Women in this study reported no side effects, according to Taavoni's team. And in general studies suggest that any side effects from the herb are mild, like headache or upset stomach.
Valerian is also fairly cheap, with 100 capsules generally costing less than $10.
On the other hand, there's no research on the safety of long-term use, according to the U.S. National Center for Complementary and Alternative Medicine.
And despite the positive findings in the current study, there are still questions about valerian's effectiveness. In a recent review of clinical trials on alternative remedies for insomnia, Sarris and his colleagues found only weak evidence that valerian -- or other herbs -- work.
There was better evidence in support of yoga, tai chi and acupressure.
Lifestyle changes like cutting down on caffeine and getting regular exercise (but not too close to bedtime) are often recommended for insomnia. When those don't work, the mainstream medical fixes include prescription medications and cognitive behavioral therapy.

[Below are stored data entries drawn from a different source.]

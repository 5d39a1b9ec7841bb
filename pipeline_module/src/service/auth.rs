use axum::http::HeaderMap;
use tracing::warn;

pub(super) const INBOUND_TOKEN_HEADER: &str = "x-inbound-token";

/// Authenticate the transport call with the shared webhook secret. An
/// unset secret leaves the endpoint open (local development); a configured
/// secret must match exactly.
pub(super) fn verify_inbound_token(
    headers: &HeaderMap,
    expected: Option<&str>,
) -> Result<(), &'static str> {
    let Some(expected) = expected else {
        return Ok(());
    };
    let presented = headers
        .get(INBOUND_TOKEN_HEADER)
        .and_then(|value| value.to_str().ok());
    match presented {
        Some(token) if token == expected => Ok(()),
        Some(_) => {
            warn!("inbound call presented a bad token");
            Err("bad_token")
        }
        None => Err("missing_token"),
    }
}

#[cfg(test)]
mod tests {
    use super::*;
    use axum::http::HeaderValue;

    fn headers_with(token: Option<&str>) -> HeaderMap {
        let mut headers = HeaderMap::new();
        if let Some(token) = token {
            headers.insert(INBOUND_TOKEN_HEADER, HeaderValue::from_str(token).unwrap());
        }
        headers
    }

    #[test]
    fn open_when_no_secret_configured() {
        assert!(verify_inbound_token(&headers_with(None), None).is_ok());
        assert!(verify_inbound_token(&headers_with(Some("anything")), None).is_ok());
    }

    #[test]
    fn matching_token_passes() {
        assert!(verify_inbound_token(&headers_with(Some("s3cret")), Some("s3cret")).is_ok());
    }

    #[test]
    fn wrong_or_missing_token_is_rejected() {
        assert_eq!(
            verify_inbound_token(&headers_with(Some("nope")), Some("s3cret")),
            Err("bad_token")
        );
        assert_eq!(
            verify_inbound_token(&headers_with(None), Some("s3cret")),
            Err("missing_token")
        );
    }
}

According to Sarris, future studies should look at valerian's effects on other measures of sleep -- like the total amount of time that people taking the herb are able to stay asleep and their daytime functioning.
Women in the current study took two valerian capsules a day, each containing 530 milligrams of valerian root extract. Both the valerian and placebo capsules they used were made specifically for the study.
One question that arises when taking valerian is whether you are actually getting the amount listed on the product label.
A recent report by ConsumerLab.com, an independent testing company, found that of nine valerian supplements sold in the U.S., five had lower amounts of the herb than indicated on the packaging. That included one product with no valerian in it at all.
In the U.S., valerian and other medicinal herbs are considered dietary supplements, and not regulated in the same way as drugs.